Tunisian authorities have arrested 12 people they suspect are linked to the Sousse beach hotel attack on foreign tourists, and are hunting for two men who trained in a Libyan jihadist camp with the Sousse attacker, an official said.
Thirty-eight foreigners, most British holidaymakers, were killed in Friday's attack before the gunman was shot by police. In March, two gunmen killed 21 people at the Tunis Bardo museum, before they were also shot.
"This is a group who were trained in Libya, and who had the same objective. Two attacked the Bardo and one attacked Sousse," Lazhar Akremi, minister for parliamentary relations, told reporters late on Wednesday. "Police are hunting for two more."
The minister said a total of 12 people had already been arrested since Friday's attack, the worst such massacre in the North African country's modern history.

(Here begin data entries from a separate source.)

use crate::{
    auth::CurrentUser,
    error::AppError,
    models::{Todo, TodoCreate, TodoUpdate},
    response::ApiResponse,
};
use actix_web::{delete, get, post, put, web, HttpResponse, Responder};
use chrono::Utc;
use log::{debug, error, info, warn};
use sqlx::PgPool;
use uuid::Uuid;
use validator::Validate;

const TODO_COLUMNS: &str = "id, user_id, description, due_date, priority, is_completed, completed_at";

/// Fetches a todo by id, scoped to its owner in a single atomic condition.
///
/// A todo owned by someone else is indistinguishable from one that does not
/// exist: both come back as `TodoNotFound` carrying the requested id.
async fn fetch_owned_todo(pool: &PgPool, todo_id: Uuid, user_id: Uuid) -> Result<Todo, AppError> {
    let todo = sqlx::query_as::<_, Todo>(&format!(
        "SELECT {} FROM todos WHERE id = $1 AND user_id = $2",
        TODO_COLUMNS
    ))
    .bind(todo_id)
    .bind(user_id)
    .fetch_optional(pool)
    .await?;

    todo.ok_or_else(|| {
        warn!("Todo {} not found for user {}", todo_id, user_id);
        AppError::TodoNotFound(Some(todo_id))
    })
}

/// Creates a new todo for the authenticated user.
///
/// Expects a `TodoCreate` JSON payload; `description` is required, `due_date`
/// is optional, and a missing `priority` defaults to medium. The owner is
/// always the caller, never taken from the payload.
///
/// ## Responses:
/// - `201 Created`: success envelope around the created todo.
/// - `401 Unauthorized`: missing or invalid token.
/// - `422 Unprocessable Entity`: input validation failed.
/// - `500 Internal Server Error`: the insert failed; the envelope message
///   carries the underlying cause. A failed insert leaves no row behind.
#[post("")]
pub async fn create_todo(
    pool: web::Data<PgPool>,
    current_user: CurrentUser,
    todo_data: web::Json<TodoCreate>,
) -> Result<impl Responder, AppError> {
    todo_data.validate()?;

    let user_id = current_user.user_id();
    let todo = Todo::new(todo_data.into_inner(), user_id);

    let created = sqlx::query_as::<_, Todo>(&format!(
        "INSERT INTO todos (id, user_id, description, due_date, priority, is_completed, completed_at)
         VALUES ($1, $2, $3, $4, $5, $6, $7)
         RETURNING {}",
        TODO_COLUMNS
    ))
    .bind(todo.id)
    .bind(todo.user_id)
    .bind(&todo.description)
    .bind(todo.due_date)
    .bind(todo.priority)
    .bind(todo.is_completed)
    .bind(todo.completed_at)
    .fetch_one(&**pool)
    .await
    .map_err(|e| {
        error!("Failed to create todo for user {}. Error: {}", user_id, e);
        AppError::TodoCreationFailed(e.to_string())
    })?;

    info!("Created new todo for user: {}", user_id);
    Ok(HttpResponse::Created().json(ApiResponse::success(created, "Todo created successfully")))
}

/// Retrieves all todos owned by the authenticated user.
///
/// An empty list is a normal success result. Rows are ordered by due date
/// (todos without one last), then id, for a stable listing.
#[get("")]
pub async fn get_todos(
    pool: web::Data<PgPool>,
    current_user: CurrentUser,
) -> Result<impl Responder, AppError> {
    let user_id = current_user.user_id();

    let todos = sqlx::query_as::<_, Todo>(&format!(
        "SELECT {} FROM todos WHERE user_id = $1 ORDER BY due_date ASC NULLS LAST, id ASC",
        TODO_COLUMNS
    ))
    .bind(user_id)
    .fetch_all(&**pool)
    .await?;

    info!("Retrieved {} todos for user: {}", todos.len(), user_id);
    Ok(HttpResponse::Ok().json(ApiResponse::success(todos, "Todos retrieved successfully")))
}

/// Retrieves a single todo by id.
///
/// ## Responses:
/// - `200 OK`: success envelope around the todo.
/// - `404 Not Found`: no such todo for this caller.
#[get("/{id}")]
pub async fn get_todo(
    pool: web::Data<PgPool>,
    current_user: CurrentUser,
    todo_id: web::Path<Uuid>,
) -> Result<impl Responder, AppError> {
    let user_id = current_user.user_id();
    let todo_id = todo_id.into_inner();

    let todo = fetch_owned_todo(&pool, todo_id, user_id).await?;

    info!("Retrieved todo {} for user {}", todo_id, user_id);
    Ok(HttpResponse::Ok().json(ApiResponse::success(todo, "Todo retrieved successfully")))
}

/// Applies a partial update to a todo.
///
/// Only fields present in the `TodoUpdate` payload are written; absent fields
/// keep their stored values, so an empty body is a valid no-op that still
/// succeeds. The update and the ownership check are one statement: zero rows
/// affected, whether the row never existed or was deleted mid-flight, yields
/// not-found.
///
/// ## Responses:
/// - `200 OK`: success envelope around the post-update todo.
/// - `404 Not Found`: no such todo for this caller.
/// - `422 Unprocessable Entity`: input validation failed.
#[put("/{id}")]
pub async fn update_todo(
    pool: web::Data<PgPool>,
    current_user: CurrentUser,
    todo_id: web::Path<Uuid>,
    todo_data: web::Json<TodoUpdate>,
) -> Result<impl Responder, AppError> {
    todo_data.validate()?;

    let user_id = current_user.user_id();
    let todo_id = todo_id.into_inner();

    let updated = sqlx::query_as::<_, Todo>(&format!(
        "UPDATE todos
         SET description = COALESCE($1, description),
             due_date = COALESCE($2, due_date),
             priority = COALESCE($3, priority)
         WHERE id = $4 AND user_id = $5
         RETURNING {}",
        TODO_COLUMNS
    ))
    .bind(&todo_data.description)
    .bind(todo_data.due_date)
    .bind(todo_data.priority)
    .bind(todo_id)
    .bind(user_id)
    .fetch_optional(&**pool)
    .await?;

    match updated {
        Some(todo) => {
            info!("Successfully updated todo {} for user {}", todo_id, user_id);
            Ok(HttpResponse::Ok().json(ApiResponse::success(todo, "Todo updated successfully")))
        }
        None => {
            warn!("Todo {} not found for user {}", todo_id, user_id);
            Err(AppError::TodoNotFound(Some(todo_id)))
        }
    }
}

/// Marks a todo as completed. Idempotent.
///
/// Completing an already-completed todo returns the stored record unchanged;
/// in particular `completed_at` is never overwritten by a second call.
///
/// ## Responses:
/// - `200 OK`: success envelope around the (possibly unchanged) todo.
/// - `404 Not Found`: no such todo for this caller.
#[put("/{id}/complete")]
pub async fn complete_todo(
    pool: web::Data<PgPool>,
    current_user: CurrentUser,
    todo_id: web::Path<Uuid>,
) -> Result<impl Responder, AppError> {
    let user_id = current_user.user_id();
    let todo_id = todo_id.into_inner();

    let todo = fetch_owned_todo(&pool, todo_id, user_id).await?;
    if todo.is_completed {
        debug!("Todo {} is already completed", todo_id);
        return Ok(HttpResponse::Ok().json(ApiResponse::success(
            todo,
            "Todo marked as completed successfully",
        )));
    }

    let completed = sqlx::query_as::<_, Todo>(&format!(
        "UPDATE todos SET is_completed = TRUE, completed_at = $1
         WHERE id = $2 AND user_id = $3
         RETURNING {}",
        TODO_COLUMNS
    ))
    .bind(Utc::now())
    .bind(todo_id)
    .bind(user_id)
    .fetch_optional(&**pool)
    .await?
    // The row can vanish between the read above and this update.
    .ok_or(AppError::TodoNotFound(Some(todo_id)))?;

    info!("Todo {} marked as completed by user {}", todo_id, user_id);
    Ok(HttpResponse::Ok().json(ApiResponse::success(
        completed,
        "Todo marked as completed successfully",
    )))
}

/// Deletes a todo.
///
/// ## Responses:
/// - `200 OK`: success envelope with `data: true`.
/// - `404 Not Found`: no such todo for this caller.
#[delete("/{id}")]
pub async fn delete_todo(
    pool: web::Data<PgPool>,
    current_user: CurrentUser,
    todo_id: web::Path<Uuid>,
) -> Result<impl Responder, AppError> {
    let user_id = current_user.user_id();
    let todo_id = todo_id.into_inner();

    let result = sqlx::query("DELETE FROM todos WHERE id = $1 AND user_id = $2")
        .bind(todo_id)
        .bind(user_id)
        .execute(&**pool)
        .await?;

    if result.rows_affected() == 0 {
        warn!("Todo {} not found for user {}", todo_id, user_id);
        return Err(AppError::TodoNotFound(Some(todo_id)));
    }

    info!("Todo {} deleted by user {}", todo_id, user_id);
    Ok(HttpResponse::Ok().json(ApiResponse::success(true, "Todo deleted successfully")))
}

#[cfg(test)]
mod tests {
    use crate::models::{Priority, TodoCreate, TodoUpdate};
    use validator::Validate;

    #[test]
    fn test_create_input_validation() {
        let invalid_empty_description = TodoCreate {
            description: "".to_string(),
            due_date: None,
            priority: Some(Priority::High),
        };
        assert!(
            invalid_empty_description.validate().is_err(),
            "Validation should fail for an empty description."
        );

        let long_description = "a".repeat(1001);
        let invalid_long_description = TodoCreate {
            description: long_description,
            due_date: None,
            priority: None,
        };
        assert!(
            invalid_long_description.validate().is_err(),
            "Validation should fail for an overly long description."
        );

        let valid_input = TodoCreate {
            description: "buy milk".to_string(),
            due_date: None,
            priority: None,
        };
        assert!(
            valid_input.validate().is_ok(),
            "Validation should pass for valid input."
        );
    }

    #[test]
    fn test_update_input_validation() {
        // All fields absent: a legal no-op update.
        let empty_update = TodoUpdate::default();
        assert!(empty_update.validate().is_ok());

        let invalid_update = TodoUpdate {
            description: Some("".to_string()),
            due_date: None,
            priority: None,
        };
        assert!(
            invalid_update.validate().is_err(),
            "A present-but-empty description should fail validation."
        );
    }
}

Islamic State militants, controlling
large parts of Iraq and Syria, have claimed responsibility for the
Tunisian attack. But authorities say the gunman was not on any police
watchlist for jihadist fighters. Four
years after its "Arab Spring" uprising against Zine El-Abidine Ben Ali,
Tunisia had emerged as a model for peaceful democratic change. But it
is also struggling with the rise of ultra-conservative Islamist groups,
some of them violent. More than
3,000 Tunisians have left to fight for Islamic State and other groups
in Iraq, Syria and in Libya, where a conflict between two rival
governments has allowed Islamist militants to seek refuge and gain
ground. Tunisian
authorities say the Sousse and Bardo museum attackers all received
military training late last year in a jihadist camp over the border in
lawless southern Libya.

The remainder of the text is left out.